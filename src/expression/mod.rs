//! Compiles and evaluates boolean/value expressions over a merged
//! configuration map, the unit of conditional gating for features,
//! components, and kustomizations, and the interpolation engine for
//! `${...}` placeholders in default values.

pub mod functions;
pub mod jsonnet;

use std::path::{Path, PathBuf};

use evalexpr::{HashMapContext, Node, Value as EvalValue, build_operator_tree};
use serde_yaml::Value as YamlValue;

use crate::config_store::ContextValues;
use crate::convert::{eval_value_to_yaml, flatten_into_context, yaml_value_to_display_string};
use crate::errors::TemplateCompositionError;

pub struct ExpressionEngine {
    project_root: PathBuf,
    context_name: String,
    oci_url: String,
}

impl ExpressionEngine {
    pub fn new(project_root: impl Into<PathBuf>, context_name: impl Into<String>, oci_url: impl Into<String>) -> Self {
        ExpressionEngine {
            project_root: project_root.into(),
            context_name: context_name.into(),
            oci_url: oci_url.into(),
        }
    }

    pub fn evaluate_bool(&self, expr: &str, env: &ContextValues, feature_path: &Path) -> Result<bool, TemplateCompositionError> {
        let value = self.evaluate_raw(expr, env, feature_path)?;
        match value {
            EvalValue::Boolean(b) => Ok(b),
            _ => Err(TemplateCompositionError::NotBoolean {
                expr: expr.to_string(),
                feature_path: path_str(feature_path),
            }),
        }
    }

    pub fn evaluate_value(&self, expr: &str, env: &ContextValues, feature_path: &Path) -> Result<YamlValue, TemplateCompositionError> {
        self.evaluate_raw(expr, env, feature_path).map(eval_value_to_yaml)
    }

    /// Recurses into maps and sequences of `map`, interpolating `${...}`
    /// placeholders found in string leaves. A string that is *exactly* one
    /// placeholder yields the evaluated value type-preserved; any other
    /// string has every placeholder substituted in and the concatenated
    /// result produced as a string. Non-string scalars pass through
    /// untouched.
    pub fn evaluate_defaults(&self, map: &YamlValue, env: &ContextValues, feature_path: &Path) -> Result<YamlValue, TemplateCompositionError> {
        match map {
            YamlValue::Mapping(m) => {
                let mut out = serde_yaml::Mapping::new();
                for (k, v) in m {
                    out.insert(k.clone(), self.evaluate_defaults(v, env, feature_path)?);
                }
                Ok(YamlValue::Mapping(out))
            }
            YamlValue::Sequence(items) => {
                let mut out = Vec::with_capacity(items.len());
                for item in items {
                    out.push(self.evaluate_defaults(item, env, feature_path)?);
                }
                Ok(YamlValue::Sequence(out))
            }
            YamlValue::String(s) => self.interpolate_string(s, env, feature_path),
            other => Ok(other.clone()),
        }
    }

    fn interpolate_string(&self, s: &str, env: &ContextValues, feature_path: &Path) -> Result<YamlValue, TemplateCompositionError> {
        if let Some(inner) = whole_placeholder(s) {
            return self.evaluate_value(inner, env, feature_path);
        }

        let mut result = String::new();
        let mut rest = s;
        loop {
            match find_placeholder(rest, feature_path)? {
                None => {
                    result.push_str(rest);
                    break;
                }
                Some((before, inner, after)) => {
                    result.push_str(before);
                    let value = self.evaluate_value(inner, env, feature_path)?;
                    result.push_str(&yaml_value_to_display_string(&value));
                    rest = after;
                }
            }
        }
        Ok(YamlValue::String(result))
    }

    fn evaluate_raw(&self, expr: &str, env: &ContextValues, feature_path: &Path) -> Result<EvalValue, TemplateCompositionError> {
        let context = self.build_context(env, feature_path);
        let node: Node = build_operator_tree(expr).map_err(|source| TemplateCompositionError::Compile {
            expr: expr.to_string(),
            feature_path: path_str(feature_path),
            source,
        })?;

        node.eval_with_context(&context).map_err(|source| TemplateCompositionError::Evaluate {
            expr: expr.to_string(),
            feature_path: path_str(feature_path),
            source,
        })
    }

    fn build_context(&self, env: &ContextValues, feature_path: &Path) -> HashMapContext {
        let mut ctx = HashMapContext::new();
        flatten_into_context(env.as_value(), "", &mut ctx);

        let feature_dir = feature_path.parent().map(Path::to_path_buf);
        functions::register_file(&mut ctx, self.project_root.clone(), feature_dir.clone());
        functions::register_jsonnet(
            &mut ctx,
            self.project_root.clone(),
            feature_dir,
            self.context_name.clone(),
            self.oci_url.clone(),
            env.clone(),
        );

        ctx
    }
}

fn path_str(path: &Path) -> String {
    path.display().to_string()
}

/// Returns the inner expression if `s` is exactly one `${...}` placeholder
/// spanning the whole string.
fn whole_placeholder(s: &str) -> Option<&str> {
    let trimmed = s.strip_prefix("${")?.strip_suffix('}')?;
    if trimmed.contains("${") {
        return None;
    }
    Some(trimmed)
}

/// Finds the next `${...}` placeholder in `s`, returning the text before it,
/// the inner expression, and the text after the closing `}`. Returns an
/// error if a `${` is opened without a matching `}`.
fn find_placeholder<'a>(s: &'a str, feature_path: &Path) -> Result<Option<(&'a str, &'a str, &'a str)>, TemplateCompositionError> {
    let Some(start) = s.find("${") else {
        return Ok(None);
    };
    let after_open = &s[start + 2..];
    let Some(close_offset) = after_open.find('}') else {
        return Err(TemplateCompositionError::UnclosedInterpolation {
            feature_path: path_str(feature_path),
            text: s.to_string(),
        });
    };

    let before = &s[..start];
    let inner = &after_open[..close_offset];
    let after = &after_open[close_offset + 1..];
    Ok(Some((before, inner, after)))
}

#[cfg(test)]
mod tests {
    use super::*;

    fn engine() -> ExpressionEngine {
        ExpressionEngine::new("/project", "local", "oci://registry.local/windsor/blueprint:latest")
    }

    fn env_from(yaml: &str) -> ContextValues {
        ContextValues::from_value(serde_yaml::from_str(yaml).unwrap())
    }

    #[test]
    fn evaluate_bool_handles_equality_and_dotted_access() {
        let eng = engine();
        let env = env_from("provider: aws\nobservability:\n  enabled: true\n");
        assert!(eng
            .evaluate_bool("provider == \"aws\"", &env, Path::new("features/aws.yaml"))
            .unwrap());
        assert!(eng
            .evaluate_bool("observability.enabled == true", &env, Path::new("features/obs.yaml"))
            .unwrap());
        assert!(!eng
            .evaluate_bool("provider == \"gcp\"", &env, Path::new("features/gcp.yaml"))
            .unwrap());
    }

    #[test]
    fn evaluate_bool_rejects_non_boolean_result() {
        let eng = engine();
        let env = env_from("provider: aws\n");
        let err = eng.evaluate_bool("provider", &env, Path::new("features/aws.yaml")).unwrap_err();
        assert!(matches!(err, TemplateCompositionError::NotBoolean { .. }));
    }

    #[test]
    fn evaluate_bool_rejects_uncompilable_expression() {
        let eng = engine();
        let env = env_from("provider: aws\n");
        let err = eng.evaluate_bool("provider ===", &env, Path::new("features/aws.yaml")).unwrap_err();
        assert!(matches!(err, TemplateCompositionError::Compile { .. }));
    }

    #[test]
    fn evaluate_defaults_preserves_type_for_whole_string_placeholder() {
        let eng = engine();
        let env = env_from("replicas: 3\n");
        let defaults: YamlValue = serde_yaml::from_str("count: \"${replicas}\"\n").unwrap();
        let result = eng.evaluate_defaults(&defaults, &env, Path::new("features/x.yaml")).unwrap();
        assert_eq!(result.get("count"), Some(&YamlValue::Number(3.into())));
    }

    #[test]
    fn evaluate_defaults_interpolates_inline_placeholders_as_strings() {
        let eng = engine();
        let env = env_from("name: prod\n");
        let defaults: YamlValue = serde_yaml::from_str("greeting: \"hello-${name}-cluster\"\n").unwrap();
        let result = eng.evaluate_defaults(&defaults, &env, Path::new("features/x.yaml")).unwrap();
        assert_eq!(result.get("greeting"), Some(&YamlValue::String("hello-prod-cluster".into())));
    }

    #[test]
    fn evaluate_defaults_passes_through_non_string_scalars() {
        let eng = engine();
        let env = env_from("name: prod\n");
        let defaults: YamlValue = serde_yaml::from_str("enabled: true\ncount: 5\n").unwrap();
        let result = eng.evaluate_defaults(&defaults, &env, Path::new("features/x.yaml")).unwrap();
        assert_eq!(result.get("enabled"), Some(&YamlValue::Bool(true)));
        assert_eq!(result.get("count"), Some(&YamlValue::Number(5.into())));
    }

    #[test]
    fn unclosed_interpolation_is_an_error() {
        let eng = engine();
        let env = env_from("name: prod\n");
        let defaults: YamlValue = serde_yaml::from_str("greeting: \"hello-${name-cluster\"\n").unwrap();
        let err = eng.evaluate_defaults(&defaults, &env, Path::new("features/x.yaml")).unwrap_err();
        assert!(matches!(err, TemplateCompositionError::UnclosedInterpolation { .. }));
    }
}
┄┄┄┄┄┄
Take the listing above and repeat exactly the lines from the one containing "Ok(YamlValue::Sequence(out))" through the one containing "let mut rest = s;", both included.

                Ok(YamlValue::Sequence(out))
            }
            YamlValue::String(s) => self.interpolate_string(s, env, feature_path),
            other => Ok(other.clone()),
        }
    }

    fn interpolate_string(&self, s: &str, env: &ContextValues, feature_path: &Path) -> Result<YamlValue, TemplateCompositionError> {
        if let Some(inner) = whole_placeholder(s) {
            return self.evaluate_value(inner, env, feature_path);
        }

        let mut result = String::new();
        let mut rest = s;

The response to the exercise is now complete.